*Problem to work on*:
Of the entries below, copy only those lines that contain the word "bytes".

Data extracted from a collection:
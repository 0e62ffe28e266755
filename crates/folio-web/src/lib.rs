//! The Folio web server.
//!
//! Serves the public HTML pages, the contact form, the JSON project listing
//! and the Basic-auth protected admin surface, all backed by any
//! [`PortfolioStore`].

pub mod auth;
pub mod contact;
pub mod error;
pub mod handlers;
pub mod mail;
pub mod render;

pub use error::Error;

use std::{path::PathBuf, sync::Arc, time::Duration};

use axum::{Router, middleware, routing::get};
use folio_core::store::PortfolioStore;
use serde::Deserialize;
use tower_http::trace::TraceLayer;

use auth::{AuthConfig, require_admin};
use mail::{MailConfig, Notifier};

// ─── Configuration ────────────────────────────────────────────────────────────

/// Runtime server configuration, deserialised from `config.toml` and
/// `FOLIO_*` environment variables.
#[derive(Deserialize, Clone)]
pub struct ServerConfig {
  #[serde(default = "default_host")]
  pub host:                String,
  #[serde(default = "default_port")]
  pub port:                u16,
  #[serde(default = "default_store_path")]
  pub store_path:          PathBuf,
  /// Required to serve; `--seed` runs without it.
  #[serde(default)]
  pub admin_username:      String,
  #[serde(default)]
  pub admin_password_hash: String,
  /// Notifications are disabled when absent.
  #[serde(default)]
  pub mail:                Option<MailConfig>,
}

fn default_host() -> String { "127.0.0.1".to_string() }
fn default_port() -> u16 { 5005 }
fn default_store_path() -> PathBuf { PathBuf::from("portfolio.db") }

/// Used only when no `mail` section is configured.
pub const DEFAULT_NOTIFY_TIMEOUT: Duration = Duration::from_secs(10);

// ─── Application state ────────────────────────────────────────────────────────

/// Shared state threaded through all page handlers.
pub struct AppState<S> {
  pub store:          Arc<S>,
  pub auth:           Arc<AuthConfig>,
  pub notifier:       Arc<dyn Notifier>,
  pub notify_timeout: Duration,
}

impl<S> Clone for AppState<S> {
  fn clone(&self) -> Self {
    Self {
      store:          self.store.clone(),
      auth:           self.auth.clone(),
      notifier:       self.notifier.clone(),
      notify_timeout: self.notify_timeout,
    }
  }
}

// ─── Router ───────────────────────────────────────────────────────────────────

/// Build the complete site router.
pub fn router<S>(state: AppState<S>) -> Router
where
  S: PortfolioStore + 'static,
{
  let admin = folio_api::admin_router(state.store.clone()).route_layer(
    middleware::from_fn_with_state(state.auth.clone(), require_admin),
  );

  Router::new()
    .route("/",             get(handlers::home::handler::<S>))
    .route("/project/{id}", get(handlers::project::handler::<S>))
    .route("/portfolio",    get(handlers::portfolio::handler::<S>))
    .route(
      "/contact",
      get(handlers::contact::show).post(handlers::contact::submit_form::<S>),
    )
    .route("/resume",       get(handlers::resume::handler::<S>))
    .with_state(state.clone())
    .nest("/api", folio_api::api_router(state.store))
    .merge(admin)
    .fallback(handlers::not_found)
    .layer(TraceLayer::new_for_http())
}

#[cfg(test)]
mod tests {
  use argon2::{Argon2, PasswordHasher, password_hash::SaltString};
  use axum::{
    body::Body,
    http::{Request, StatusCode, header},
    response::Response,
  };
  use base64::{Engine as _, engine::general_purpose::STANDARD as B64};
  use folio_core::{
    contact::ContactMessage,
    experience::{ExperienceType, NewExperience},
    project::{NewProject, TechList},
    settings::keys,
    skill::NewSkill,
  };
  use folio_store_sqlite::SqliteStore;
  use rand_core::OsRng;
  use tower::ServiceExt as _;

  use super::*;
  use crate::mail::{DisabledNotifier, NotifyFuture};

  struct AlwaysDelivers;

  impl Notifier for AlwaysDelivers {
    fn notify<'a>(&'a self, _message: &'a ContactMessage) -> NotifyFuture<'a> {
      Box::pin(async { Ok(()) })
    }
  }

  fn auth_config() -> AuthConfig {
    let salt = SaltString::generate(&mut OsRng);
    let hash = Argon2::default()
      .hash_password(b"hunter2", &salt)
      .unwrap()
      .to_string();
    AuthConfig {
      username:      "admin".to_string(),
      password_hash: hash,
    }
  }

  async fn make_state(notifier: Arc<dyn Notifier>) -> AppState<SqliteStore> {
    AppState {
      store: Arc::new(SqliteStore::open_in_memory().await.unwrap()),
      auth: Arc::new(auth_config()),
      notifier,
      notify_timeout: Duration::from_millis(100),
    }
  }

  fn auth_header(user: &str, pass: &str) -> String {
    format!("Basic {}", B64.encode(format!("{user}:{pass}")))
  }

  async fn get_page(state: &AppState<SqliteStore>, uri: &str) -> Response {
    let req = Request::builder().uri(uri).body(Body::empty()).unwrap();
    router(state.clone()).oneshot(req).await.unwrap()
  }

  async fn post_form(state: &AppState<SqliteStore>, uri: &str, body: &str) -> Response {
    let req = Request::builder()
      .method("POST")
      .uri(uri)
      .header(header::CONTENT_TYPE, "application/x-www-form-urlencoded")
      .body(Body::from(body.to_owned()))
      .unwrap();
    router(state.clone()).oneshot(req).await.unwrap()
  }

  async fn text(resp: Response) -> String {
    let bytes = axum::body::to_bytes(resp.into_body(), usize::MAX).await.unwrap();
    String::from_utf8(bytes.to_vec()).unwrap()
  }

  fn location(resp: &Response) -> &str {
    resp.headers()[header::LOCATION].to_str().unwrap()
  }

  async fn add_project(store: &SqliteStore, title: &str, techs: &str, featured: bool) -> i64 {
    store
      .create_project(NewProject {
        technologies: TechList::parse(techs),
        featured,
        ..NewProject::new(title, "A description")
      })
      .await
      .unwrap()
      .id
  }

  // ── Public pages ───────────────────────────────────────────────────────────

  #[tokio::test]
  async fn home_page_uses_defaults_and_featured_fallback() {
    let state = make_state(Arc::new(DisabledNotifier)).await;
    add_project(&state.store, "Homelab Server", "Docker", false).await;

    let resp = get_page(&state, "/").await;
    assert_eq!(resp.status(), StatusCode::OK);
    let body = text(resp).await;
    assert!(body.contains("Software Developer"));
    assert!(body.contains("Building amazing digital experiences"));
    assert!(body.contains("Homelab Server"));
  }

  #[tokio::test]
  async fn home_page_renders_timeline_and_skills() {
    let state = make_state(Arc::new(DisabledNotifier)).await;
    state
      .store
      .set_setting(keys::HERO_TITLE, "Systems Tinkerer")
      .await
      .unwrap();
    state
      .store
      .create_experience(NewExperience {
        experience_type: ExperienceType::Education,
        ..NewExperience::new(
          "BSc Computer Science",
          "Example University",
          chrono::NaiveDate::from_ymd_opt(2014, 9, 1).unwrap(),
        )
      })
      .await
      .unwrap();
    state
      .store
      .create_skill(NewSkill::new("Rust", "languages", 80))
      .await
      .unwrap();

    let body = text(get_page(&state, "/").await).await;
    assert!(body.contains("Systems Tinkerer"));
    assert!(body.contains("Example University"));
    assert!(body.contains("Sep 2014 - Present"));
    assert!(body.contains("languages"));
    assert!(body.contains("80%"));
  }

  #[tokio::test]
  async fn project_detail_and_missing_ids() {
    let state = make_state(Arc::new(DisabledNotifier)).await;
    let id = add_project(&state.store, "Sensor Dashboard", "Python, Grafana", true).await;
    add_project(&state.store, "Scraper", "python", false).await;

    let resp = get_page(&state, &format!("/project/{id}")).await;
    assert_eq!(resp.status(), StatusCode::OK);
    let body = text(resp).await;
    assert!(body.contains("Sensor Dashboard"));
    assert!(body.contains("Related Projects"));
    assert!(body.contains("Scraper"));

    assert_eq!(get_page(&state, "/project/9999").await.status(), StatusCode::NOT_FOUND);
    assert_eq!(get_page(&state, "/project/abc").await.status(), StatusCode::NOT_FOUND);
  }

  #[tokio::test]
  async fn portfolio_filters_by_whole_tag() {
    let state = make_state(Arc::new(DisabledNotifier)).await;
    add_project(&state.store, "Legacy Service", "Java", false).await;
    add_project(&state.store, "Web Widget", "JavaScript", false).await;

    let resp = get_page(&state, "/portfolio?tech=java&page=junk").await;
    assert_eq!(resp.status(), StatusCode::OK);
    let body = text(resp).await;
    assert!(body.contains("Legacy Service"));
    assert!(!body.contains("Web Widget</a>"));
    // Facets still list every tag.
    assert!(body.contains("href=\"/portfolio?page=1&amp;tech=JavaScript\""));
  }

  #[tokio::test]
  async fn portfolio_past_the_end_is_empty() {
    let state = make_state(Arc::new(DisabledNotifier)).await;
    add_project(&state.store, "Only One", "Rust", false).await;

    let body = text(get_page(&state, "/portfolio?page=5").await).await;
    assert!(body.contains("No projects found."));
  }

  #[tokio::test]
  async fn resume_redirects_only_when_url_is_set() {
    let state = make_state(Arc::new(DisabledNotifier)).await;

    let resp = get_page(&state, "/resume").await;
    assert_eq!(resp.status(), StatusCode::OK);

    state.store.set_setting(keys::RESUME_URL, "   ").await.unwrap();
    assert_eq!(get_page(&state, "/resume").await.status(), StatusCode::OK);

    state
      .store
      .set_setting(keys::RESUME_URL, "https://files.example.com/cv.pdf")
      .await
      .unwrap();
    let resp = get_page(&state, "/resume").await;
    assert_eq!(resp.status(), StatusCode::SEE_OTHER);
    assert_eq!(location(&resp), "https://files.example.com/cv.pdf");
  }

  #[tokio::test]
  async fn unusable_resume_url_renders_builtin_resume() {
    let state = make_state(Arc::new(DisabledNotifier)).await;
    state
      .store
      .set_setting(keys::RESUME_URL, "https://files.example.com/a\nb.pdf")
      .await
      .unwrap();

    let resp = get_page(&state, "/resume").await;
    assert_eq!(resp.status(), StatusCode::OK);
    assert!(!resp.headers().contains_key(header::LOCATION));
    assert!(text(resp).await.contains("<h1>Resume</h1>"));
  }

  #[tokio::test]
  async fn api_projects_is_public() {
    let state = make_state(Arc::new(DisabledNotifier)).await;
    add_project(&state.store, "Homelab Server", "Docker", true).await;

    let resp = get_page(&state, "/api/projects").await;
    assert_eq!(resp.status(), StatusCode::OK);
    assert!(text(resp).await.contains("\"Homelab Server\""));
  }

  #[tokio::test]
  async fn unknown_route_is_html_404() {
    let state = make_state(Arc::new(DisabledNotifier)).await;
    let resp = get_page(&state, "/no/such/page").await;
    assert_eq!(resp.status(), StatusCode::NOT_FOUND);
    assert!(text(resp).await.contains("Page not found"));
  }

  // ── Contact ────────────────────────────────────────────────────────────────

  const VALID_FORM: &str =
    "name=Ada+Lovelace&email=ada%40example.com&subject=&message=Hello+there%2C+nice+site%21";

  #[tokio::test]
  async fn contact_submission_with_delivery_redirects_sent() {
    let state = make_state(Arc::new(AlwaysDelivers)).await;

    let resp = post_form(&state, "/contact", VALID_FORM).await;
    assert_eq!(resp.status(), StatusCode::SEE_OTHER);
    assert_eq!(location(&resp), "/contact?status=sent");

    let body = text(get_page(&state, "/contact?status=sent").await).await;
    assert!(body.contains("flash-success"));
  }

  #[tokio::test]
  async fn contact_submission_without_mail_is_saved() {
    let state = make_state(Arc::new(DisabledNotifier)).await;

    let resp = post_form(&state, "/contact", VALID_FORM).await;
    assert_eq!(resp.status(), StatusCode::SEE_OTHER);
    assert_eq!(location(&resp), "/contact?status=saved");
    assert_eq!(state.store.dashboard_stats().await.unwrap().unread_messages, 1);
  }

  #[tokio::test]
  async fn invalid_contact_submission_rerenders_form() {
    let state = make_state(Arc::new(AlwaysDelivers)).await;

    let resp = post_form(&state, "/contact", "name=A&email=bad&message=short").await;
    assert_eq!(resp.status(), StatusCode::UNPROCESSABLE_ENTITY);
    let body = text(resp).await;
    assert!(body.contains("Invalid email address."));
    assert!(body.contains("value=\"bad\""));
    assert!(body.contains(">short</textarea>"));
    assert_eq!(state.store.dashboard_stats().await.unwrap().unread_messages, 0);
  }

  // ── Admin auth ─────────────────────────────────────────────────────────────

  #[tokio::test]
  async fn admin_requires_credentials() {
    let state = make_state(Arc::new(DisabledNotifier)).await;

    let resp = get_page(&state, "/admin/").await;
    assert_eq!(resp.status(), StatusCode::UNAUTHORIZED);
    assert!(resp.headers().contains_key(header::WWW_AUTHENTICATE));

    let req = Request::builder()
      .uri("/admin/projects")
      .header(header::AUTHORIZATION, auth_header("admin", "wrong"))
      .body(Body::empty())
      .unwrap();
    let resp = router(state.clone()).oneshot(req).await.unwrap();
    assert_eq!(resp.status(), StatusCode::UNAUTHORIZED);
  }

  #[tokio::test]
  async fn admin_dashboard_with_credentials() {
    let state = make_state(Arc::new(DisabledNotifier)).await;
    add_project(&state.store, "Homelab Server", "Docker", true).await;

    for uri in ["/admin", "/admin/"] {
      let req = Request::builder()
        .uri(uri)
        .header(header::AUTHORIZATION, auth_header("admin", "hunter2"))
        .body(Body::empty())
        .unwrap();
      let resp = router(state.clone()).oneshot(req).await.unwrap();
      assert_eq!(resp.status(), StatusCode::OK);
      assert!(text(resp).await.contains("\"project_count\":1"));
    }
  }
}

*Exercise solution*:
    let bytes = axum::body::to_bytes(resp.into_body(), usize::MAX).await.unwrap();
    String::from_utf8(bytes.to_vec()).unwrap()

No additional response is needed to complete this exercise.